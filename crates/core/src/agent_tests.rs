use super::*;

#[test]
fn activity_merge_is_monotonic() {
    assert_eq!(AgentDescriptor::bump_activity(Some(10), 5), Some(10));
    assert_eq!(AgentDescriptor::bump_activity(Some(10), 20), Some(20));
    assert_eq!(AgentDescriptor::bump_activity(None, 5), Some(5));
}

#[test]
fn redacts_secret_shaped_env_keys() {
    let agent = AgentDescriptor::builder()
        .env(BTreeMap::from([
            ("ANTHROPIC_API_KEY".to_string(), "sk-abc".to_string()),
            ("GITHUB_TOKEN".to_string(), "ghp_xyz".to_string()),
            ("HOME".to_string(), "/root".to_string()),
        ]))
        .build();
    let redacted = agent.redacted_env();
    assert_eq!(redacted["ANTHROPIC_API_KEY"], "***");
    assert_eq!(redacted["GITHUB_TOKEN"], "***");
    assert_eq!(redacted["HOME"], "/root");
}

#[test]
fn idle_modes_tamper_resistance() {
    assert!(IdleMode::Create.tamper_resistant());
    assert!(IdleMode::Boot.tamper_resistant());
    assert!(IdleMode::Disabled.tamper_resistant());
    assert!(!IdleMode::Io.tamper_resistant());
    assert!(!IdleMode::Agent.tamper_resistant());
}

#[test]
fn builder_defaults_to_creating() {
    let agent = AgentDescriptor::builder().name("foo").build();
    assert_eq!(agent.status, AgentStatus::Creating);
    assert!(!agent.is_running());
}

* * *

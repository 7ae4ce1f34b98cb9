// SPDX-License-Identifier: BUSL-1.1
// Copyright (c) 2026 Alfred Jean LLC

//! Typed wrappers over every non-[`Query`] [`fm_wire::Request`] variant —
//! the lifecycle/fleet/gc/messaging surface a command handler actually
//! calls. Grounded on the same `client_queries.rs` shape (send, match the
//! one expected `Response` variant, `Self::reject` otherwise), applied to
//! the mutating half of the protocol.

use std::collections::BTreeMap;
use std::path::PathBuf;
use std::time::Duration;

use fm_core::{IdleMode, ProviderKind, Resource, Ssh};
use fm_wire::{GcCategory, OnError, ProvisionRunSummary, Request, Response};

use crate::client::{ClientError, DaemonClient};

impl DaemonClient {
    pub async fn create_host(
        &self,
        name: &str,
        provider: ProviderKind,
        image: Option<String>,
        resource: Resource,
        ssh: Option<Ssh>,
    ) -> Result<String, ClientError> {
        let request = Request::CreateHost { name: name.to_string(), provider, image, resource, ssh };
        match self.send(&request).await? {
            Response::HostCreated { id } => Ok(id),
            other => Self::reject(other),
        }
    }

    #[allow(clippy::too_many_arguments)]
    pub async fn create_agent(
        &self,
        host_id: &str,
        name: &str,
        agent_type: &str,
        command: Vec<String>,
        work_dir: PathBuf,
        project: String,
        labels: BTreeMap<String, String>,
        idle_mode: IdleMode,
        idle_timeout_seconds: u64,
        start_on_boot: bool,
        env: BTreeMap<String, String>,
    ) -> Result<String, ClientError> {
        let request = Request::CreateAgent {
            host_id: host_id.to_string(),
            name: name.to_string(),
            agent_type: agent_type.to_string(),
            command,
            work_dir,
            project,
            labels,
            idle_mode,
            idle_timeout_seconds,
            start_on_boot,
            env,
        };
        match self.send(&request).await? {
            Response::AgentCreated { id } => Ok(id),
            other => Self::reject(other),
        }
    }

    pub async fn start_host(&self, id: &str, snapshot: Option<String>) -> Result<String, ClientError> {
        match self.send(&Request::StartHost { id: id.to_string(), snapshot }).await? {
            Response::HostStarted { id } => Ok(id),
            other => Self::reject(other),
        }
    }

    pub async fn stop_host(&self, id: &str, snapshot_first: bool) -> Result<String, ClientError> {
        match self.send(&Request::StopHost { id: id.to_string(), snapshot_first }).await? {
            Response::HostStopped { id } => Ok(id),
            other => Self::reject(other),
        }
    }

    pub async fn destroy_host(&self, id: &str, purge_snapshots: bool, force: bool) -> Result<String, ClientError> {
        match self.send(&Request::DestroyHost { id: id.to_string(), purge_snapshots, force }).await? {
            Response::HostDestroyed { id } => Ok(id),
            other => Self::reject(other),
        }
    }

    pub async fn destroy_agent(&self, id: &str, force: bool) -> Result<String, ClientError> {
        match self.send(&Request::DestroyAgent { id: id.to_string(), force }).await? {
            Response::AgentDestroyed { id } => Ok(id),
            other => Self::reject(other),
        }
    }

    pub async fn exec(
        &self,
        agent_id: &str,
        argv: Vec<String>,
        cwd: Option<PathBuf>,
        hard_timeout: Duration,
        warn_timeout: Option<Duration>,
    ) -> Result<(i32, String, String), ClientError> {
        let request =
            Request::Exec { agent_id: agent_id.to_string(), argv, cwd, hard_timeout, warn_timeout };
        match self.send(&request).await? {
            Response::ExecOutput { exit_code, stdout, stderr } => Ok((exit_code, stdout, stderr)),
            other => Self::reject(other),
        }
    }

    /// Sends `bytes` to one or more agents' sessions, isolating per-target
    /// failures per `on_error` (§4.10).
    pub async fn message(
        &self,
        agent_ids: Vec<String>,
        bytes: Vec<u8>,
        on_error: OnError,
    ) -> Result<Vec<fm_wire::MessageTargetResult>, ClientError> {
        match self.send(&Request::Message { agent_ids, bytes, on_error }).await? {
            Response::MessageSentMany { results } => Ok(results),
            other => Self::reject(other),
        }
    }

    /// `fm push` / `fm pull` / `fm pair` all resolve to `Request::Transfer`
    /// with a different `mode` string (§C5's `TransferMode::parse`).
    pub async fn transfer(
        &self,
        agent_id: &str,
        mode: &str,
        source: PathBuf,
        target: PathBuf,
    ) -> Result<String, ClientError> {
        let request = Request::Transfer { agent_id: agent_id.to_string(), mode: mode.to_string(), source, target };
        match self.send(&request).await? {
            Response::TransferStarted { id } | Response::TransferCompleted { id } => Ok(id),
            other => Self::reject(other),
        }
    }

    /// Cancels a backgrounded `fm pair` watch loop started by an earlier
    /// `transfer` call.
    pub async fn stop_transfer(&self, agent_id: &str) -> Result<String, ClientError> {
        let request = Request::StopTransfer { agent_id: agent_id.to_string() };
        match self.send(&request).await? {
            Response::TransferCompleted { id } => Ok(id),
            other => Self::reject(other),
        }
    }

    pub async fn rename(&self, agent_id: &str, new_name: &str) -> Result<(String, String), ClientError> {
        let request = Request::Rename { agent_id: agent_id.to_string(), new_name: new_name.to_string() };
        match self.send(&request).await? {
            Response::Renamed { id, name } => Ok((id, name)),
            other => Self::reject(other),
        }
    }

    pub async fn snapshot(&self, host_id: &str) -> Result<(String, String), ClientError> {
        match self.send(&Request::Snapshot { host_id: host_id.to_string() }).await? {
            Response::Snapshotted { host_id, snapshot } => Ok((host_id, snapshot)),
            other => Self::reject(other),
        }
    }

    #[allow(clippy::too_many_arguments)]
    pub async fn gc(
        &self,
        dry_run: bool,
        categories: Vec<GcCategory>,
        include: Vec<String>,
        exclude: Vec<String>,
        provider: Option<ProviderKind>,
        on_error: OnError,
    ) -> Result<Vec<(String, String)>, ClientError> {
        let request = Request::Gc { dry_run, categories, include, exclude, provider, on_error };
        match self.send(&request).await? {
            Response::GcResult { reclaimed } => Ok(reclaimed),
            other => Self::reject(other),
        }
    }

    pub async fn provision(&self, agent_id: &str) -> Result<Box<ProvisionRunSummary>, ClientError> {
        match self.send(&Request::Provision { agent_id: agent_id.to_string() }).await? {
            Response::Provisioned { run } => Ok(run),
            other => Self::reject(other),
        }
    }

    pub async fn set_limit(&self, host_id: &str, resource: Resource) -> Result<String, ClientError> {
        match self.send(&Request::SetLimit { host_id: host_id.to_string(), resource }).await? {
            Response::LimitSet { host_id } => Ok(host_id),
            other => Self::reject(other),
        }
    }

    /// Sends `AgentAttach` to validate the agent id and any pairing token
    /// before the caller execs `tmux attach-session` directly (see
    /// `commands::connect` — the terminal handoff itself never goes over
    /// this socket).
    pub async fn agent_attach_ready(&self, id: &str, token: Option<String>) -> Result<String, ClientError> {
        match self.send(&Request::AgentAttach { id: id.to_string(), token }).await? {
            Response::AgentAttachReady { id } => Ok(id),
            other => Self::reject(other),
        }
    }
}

The problem — Pull every line containing the word "BTreeMap" out of the material and copy it.

Solved problem —
        .env(BTreeMap::from([
use std::collections::BTreeMap;
        labels: BTreeMap<String, String>,
        env: BTreeMap<String, String>,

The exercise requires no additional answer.